Task to carry out: If a line in the entries contains the word "Returns", list it.

┌─ Supplied information

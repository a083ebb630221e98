//! Tag name and attribute extraction from a tag token.

use sprig_dom::AttributesMap;

/// Tag name and attributes read out of one tag token.
#[derive(Debug, Clone, Default, PartialEq, Eq)]
pub struct TagData {
    /// First fragment of the tag, as written. Empty for a degenerate tag
    /// such as `<>`.
    pub name: String,
    /// Attribute name to value; later duplicates overwrite earlier ones.
    pub attributes: AttributesMap,
}

/// Extract the tag name and attributes of a tag token.
///
/// ```
/// use sprig_html::tokenizer::attributes::extract_tag;
///
/// let tag = extract_tag(r#"<a href="/x y" download>"#);
/// assert_eq!(tag.name, "a");
/// assert_eq!(tag.attributes["href"], "/x y");
/// assert_eq!(tag.attributes["download"], "");
/// ```
#[must_use]
pub fn extract_tag(token: &str) -> TagData {
    let mut fragments = split_fragments(strip_markers(token)).into_iter();

    let Some(name) = fragments.next() else {
        return TagData::default();
    };

    let mut attributes = AttributesMap::new();
    for fragment in fragments {
        let (key, value) = parse_attribute(fragment);
        let _ = attributes.insert(key.to_string(), value.to_string());
    }

    TagData {
        name: name.to_string(),
        attributes,
    }
}

/// Remove the leading `</` or `<` and the trailing `/>` or `>`.
#[must_use]
pub fn strip_markers(token: &str) -> &str {
    let inner = token
        .strip_prefix("</")
        .or_else(|| token.strip_prefix('<'))
        .unwrap_or(token);
    inner
        .strip_suffix("/>")
        .or_else(|| inner.strip_suffix('>'))
        .unwrap_or(inner)
}

/// Split tag content on whitespace, keeping quoted spans whole.
///
/// A `"` or `'` opens a span that runs to the next occurrence of the same
/// quote, whitespace included. Quote characters stay in the fragment.
/// Returned fragments are never empty.
#[must_use]
pub fn split_fragments(content: &str) -> Vec<&str> {
    let mut fragments = Vec::new();
    let mut start: Option<usize> = None;
    let mut quote: Option<char> = None;

    for (i, c) in content.char_indices() {
        if let Some(open) = quote {
            if c == open {
                quote = None;
            }
            continue;
        }

        if c.is_whitespace() {
            if let Some(s) = start.take() {
                fragments.push(&content[s..i]);
            }
            continue;
        }

        if start.is_none() {
            start = Some(i);
        }
        if c == '"' || c == '\'' {
            quote = Some(c);
        }
    }

    if let Some(s) = start {
        fragments.push(&content[s..]);
    }
    fragments
}

/// Split one fragment on its first `=` into name and unquoted value.
fn parse_attribute(fragment: &str) -> (&str, &str) {
    match fragment.split_once('=') {
        Some((name, value)) => (name, unquote(value)),
        None => (fragment, ""),
    }
}

/// Strip one layer of matching surrounding quotes.
fn unquote(value: &str) -> &str {
    ['"', '\'']
        .into_iter()
        .find_map(|q| value.strip_prefix(q).and_then(|v| v.strip_suffix(q)))
        .unwrap_or(value)
}

#[cfg(test)]
mod tests {
    use super::*;

    #[test]
    fn test_strip_markers_prefers_longest() {
        assert_eq!(strip_markers("</div>"), "div");
        assert_eq!(strip_markers("<br/>"), "br");
        assert_eq!(strip_markers("<img src=x />"), "img src=x ");
        assert_eq!(strip_markers("<p>"), "p");
        assert_eq!(strip_markers("<>"), "");
    }

    #[test]
    fn test_quoted_spans_keep_whitespace() {
        assert_eq!(
            split_fragments(r#"div class="a b  c" id='x y' hidden"#),
            vec!["div", r#"class="a b  c""#, "id='x y'", "hidden"]
        );
    }

    #[test]
    fn test_unterminated_quote_runs_to_end() {
        assert_eq!(split_fragments(r#"a title="x y"#), vec!["a", r#"title="x y"#]);
    }

    #[test]
    fn test_value_split_on_first_equals_only() {
        let tag = extract_tag(r#"<a href="/q?a=1&b=2">"#);
        assert_eq!(tag.attributes["href"], "/q?a=1&b=2");
    }

    #[test]
    fn test_duplicate_attribute_last_wins() {
        let tag = extract_tag(r#"<p id="one" id="two">"#);
        assert_eq!(tag.attributes.len(), 1);
        assert_eq!(tag.attributes["id"], "two");
    }

    #[test]
    fn test_single_quotes_are_stripped() {
        let tag = extract_tag("<p class='x y'>");
        assert_eq!(tag.attributes["class"], "x y");
    }

    #[test]
    fn test_lone_quote_value_is_kept() {
        let tag = extract_tag(r#"<p title=">"#);
        assert_eq!(tag.attributes["title"], "\"");
    }

    #[test]
    fn test_empty_tag_yields_no_name() {
        assert_eq!(extract_tag("<>"), TagData::default());
        assert_eq!(extract_tag("<   >"), TagData::default());
    }

    #[test]
    fn test_doctype_fragments() {
        let tag = extract_tag("<!DOCTYPE html>");
        assert_eq!(tag.name, "!DOCTYPE");
        assert_eq!(tag.attributes["html"], "");
    }
}
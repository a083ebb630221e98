use strum_macros::Display;

use sprig_common::warning::warn_once;
use sprig_dom::{DomTree, Element, NodeId};

use crate::error::ParseError;
use crate::options::{ParseOptions, UnbalancedClosePolicy};
use crate::tokenizer::{Token, TokenKind, classify, extract_tag, unescape};

/// Category of a recovered parse problem.
#[derive(Debug, Clone, Copy, PartialEq, Eq, Display)]
pub enum IssueKind {
    /// A `<` with no closing `>`; the span became a text node.
    MalformedTag,
    /// A closing tag with no open element; the insertion point stayed at the root.
    UnbalancedClose,
    /// A closing tag whose name differs from the element it closed.
    MismatchedClose,
    /// A tag with no name, such as `<>`.
    EmptyTag,
    /// Elements still open when the input ended.
    UnclosedElement,
}

impl IssueKind {
    /// One-line description used as the terminal warning.
    ///
    /// Fixed per kind so the warning log stays bounded no matter how many
    /// documents are parsed; offsets and tag text live in
    /// [`ParseIssue::message`].
    #[must_use]
    pub const fn summary(self) -> &'static str {
        match self {
            Self::MalformedTag => "`<` without a closing `>`",
            Self::UnbalancedClose => "closing tag with no open element",
            Self::MismatchedClose => "closing tag name differs from the element it closes",
            Self::EmptyTag => "tag with no name",
            Self::UnclosedElement => "elements still open at end of input",
        }
    }
}

/// A problem the tree builder recovered from.
#[derive(Debug, Clone, PartialEq, Eq)]
pub struct ParseIssue {
    /// What went wrong.
    pub kind: IssueKind,
    /// Human-readable description.
    pub message: String,
    /// Index into the token stream where this issue was encountered.
    pub token_index: usize,
    /// Byte offset in the input.
    pub position: usize,
}

/// Builds the element tree from a token stream.
///
/// The only structural state is the insertion point: the element that
/// receives the next appended node. It starts at the document root and moves
/// down on opening tags and up on closing tags.
///
/// | token       | action                                          |
/// |-------------|-------------------------------------------------|
/// | `Open`      | append element, insertion point moves into it   |
/// | `Close`     | insertion point moves to its parent             |
/// | `NoClosing` | append element, insertion point unchanged       |
/// | `NoTag`     | append unescaped text, insertion point unchanged |
pub struct TreeBuilder {
    /// Element tree under construction. `NodeId::ROOT` is the document.
    tree: DomTree,

    /// Where the next node is appended.
    insertion_point: NodeId,

    /// Input tokens from the tokenizer.
    tokens: Vec<Token>,

    /// Current position in token stream.
    token_index: usize,

    options: ParseOptions,

    /// Problems recovered from so far.
    issues: Vec<ParseIssue>,
}

impl TreeBuilder {
    /// Create a tree builder from a token stream, with default options.
    #[must_use]
    pub fn new(tokens: Vec<Token>) -> Self {
        Self {
            tree: DomTree::new(),
            insertion_point: NodeId::ROOT,
            tokens,
            token_index: 0,
            options: ParseOptions::new(),
            issues: Vec::new(),
        }
    }

    /// Replace the parse options.
    #[must_use]
    pub const fn with_options(mut self, options: ParseOptions) -> Self {
        self.options = options;
        self
    }

    /// Get all parse issues encountered so far.
    #[must_use]
    pub fn get_issues(&self) -> &[ParseIssue] {
        &self.issues
    }

    /// The element that will receive the next appended node.
    #[must_use]
    pub const fn insertion_point(&self) -> NodeId {
        self.insertion_point
    }

    /// The tree as built so far.
    #[must_use]
    pub const fn tree(&self) -> &DomTree {
        &self.tree
    }

    /// Process the next token and return how it was classified, or `None`
    /// once the stream is exhausted.
    ///
    /// # Errors
    ///
    /// Returns [`ParseError::UnbalancedClose`] under
    /// [`UnbalancedClosePolicy::Reject`]. The offending token is consumed.
    pub fn step(&mut self) -> Option<Result<TokenKind, ParseError>> {
        let token = self.tokens.get(self.token_index)?.clone();
        let result = self.process_token(&token);
        self.token_index += 1;
        Some(result)
    }

    /// Run the builder and return the tree.
    ///
    /// Never fails. Under [`UnbalancedClosePolicy::Reject`] the tree built up
    /// to the offending closing tag is returned; use [`Self::try_run`] to see
    /// the error.
    #[must_use]
    pub fn run(self) -> DomTree {
        self.run_with_issues().0
    }

    /// Run the builder and return both the tree and any parse issues.
    ///
    /// An error under [`UnbalancedClosePolicy::Reject`] stops the run and is
    /// returned as the last issue.
    #[must_use]
    pub fn run_with_issues(mut self) -> (DomTree, Vec<ParseIssue>) {
        while let Some(result) = self.step() {
            if let Err(err) = result {
                self.record_error(&err);
                break;
            }
        }
        self.finish()
    }

    /// Run the builder, stopping at the first error.
    ///
    /// # Errors
    ///
    /// Returns [`ParseError::UnbalancedClose`] when a closing tag has no
    /// open element and the policy is [`UnbalancedClosePolicy::Reject`].
    pub fn try_run(mut self) -> Result<(DomTree, Vec<ParseIssue>), ParseError> {
        while let Some(result) = self.step() {
            let _ = result?;
        }
        Ok(self.finish())
    }

    fn process_token(&mut self, token: &Token) -> Result<TokenKind, ParseError> {
        let kind = classify(&token.data, self.options.void_elements);
        match kind {
            TokenKind::Open => {
                self.insertion_point = self.insert_element(token);
            }
            TokenKind::NoClosing => {
                let _ = self.insert_element(token);
            }
            TokenKind::Close => self.close_element(token)?,
            TokenKind::NoTag => self.insert_text(token),
        }
        Ok(kind)
    }

    fn insert_element(&mut self, token: &Token) -> NodeId {
        let tag = extract_tag(&token.data);
        if tag.name.is_empty() {
            self.parse_warning(
                IssueKind::EmptyTag,
                format!("tag `{}` has no name", token.data),
                token,
            );
        }
        self.tree
            .append_child(self.insertion_point, Element::new(tag.name, tag.attributes))
    }

    fn close_element(&mut self, token: &Token) -> Result<(), ParseError> {
        if token.is_unterminated_tag() {
            self.parse_warning(
                IssueKind::MalformedTag,
                format!("closing tag at byte {} is never closed", token.position),
                token,
            );
        }

        let Some(parent) = self.tree.parent(self.insertion_point) else {
            return match self.options.unbalanced_close {
                UnbalancedClosePolicy::Clamp => {
                    self.parse_warning(
                        IssueKind::UnbalancedClose,
                        format!("closing tag `{}` has no open element", token.data),
                        token,
                    );
                    Ok(())
                }
                UnbalancedClosePolicy::Reject => Err(ParseError::UnbalancedClose {
                    tag: token.data.clone(),
                    position: token.position,
                    token_index: self.token_index,
                }),
            };
        };

        let closing = extract_tag(&token.data).name;
        let open = self
            .tree
            .get(self.insertion_point)
            .map(|el| el.tag.as_str())
            .unwrap_or_default();
        if closing != open {
            let message = format!("closing tag `{}` closes <{open}>", token.data);
            self.parse_warning(IssueKind::MismatchedClose, message, token);
        }

        self.insertion_point = parent;
        Ok(())
    }

    fn insert_text(&mut self, token: &Token) {
        if token.is_unterminated_tag() {
            self.parse_warning(
                IssueKind::MalformedTag,
                format!("`<` at byte {} is never closed", token.position),
                token,
            );
        }

        if !self.options.keep_whitespace_text && token.data.trim().is_empty() {
            return;
        }

        let text = Element::text(unescape(&token.data));
        let _ = self.tree.append_child(self.insertion_point, text);
    }

    fn finish(mut self) -> (DomTree, Vec<ParseIssue>) {
        let open = self.tree.ancestors(self.insertion_point).count();
        if open > 0 {
            warn_once("Tree Builder", IssueKind::UnclosedElement.summary());
            self.issues.push(ParseIssue {
                kind: IssueKind::UnclosedElement,
                message: format!("{open} element(s) still open at end of input"),
                token_index: self.token_index,
                position: self.tokens.last().map_or(0, |t| t.position),
            });
        }
        (self.tree, self.issues)
    }

    /// Keep a fatal error in the issue list when the caller asked for a tree
    /// regardless.
    fn record_error(&mut self, err: &ParseError) {
        let ParseError::UnbalancedClose {
            position,
            token_index,
            ..
        } = err;
        self.issues.push(ParseIssue {
            kind: IssueKind::UnbalancedClose,
            message: err.to_string(),
            token_index: *token_index,
            position: *position,
        });
    }

    /// Record a recovered problem.
    ///
    /// Logs the kind's summary via sprig-common's warning system and stores
    /// the detailed issue for later retrieval.
    fn parse_warning(&mut self, kind: IssueKind, message: String, token: &Token) {
        warn_once("Tree Builder", kind.summary());
        self.issues.push(ParseIssue {
            kind,
            message,
            token_index: self.token_index,
            position: token.position,
        });
    }
}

└─

Finished exercise:
    /// Returns [`ParseError::UnbalancedClose`] under
    /// Returns [`ParseError::UnbalancedClose`] when a closing tag has no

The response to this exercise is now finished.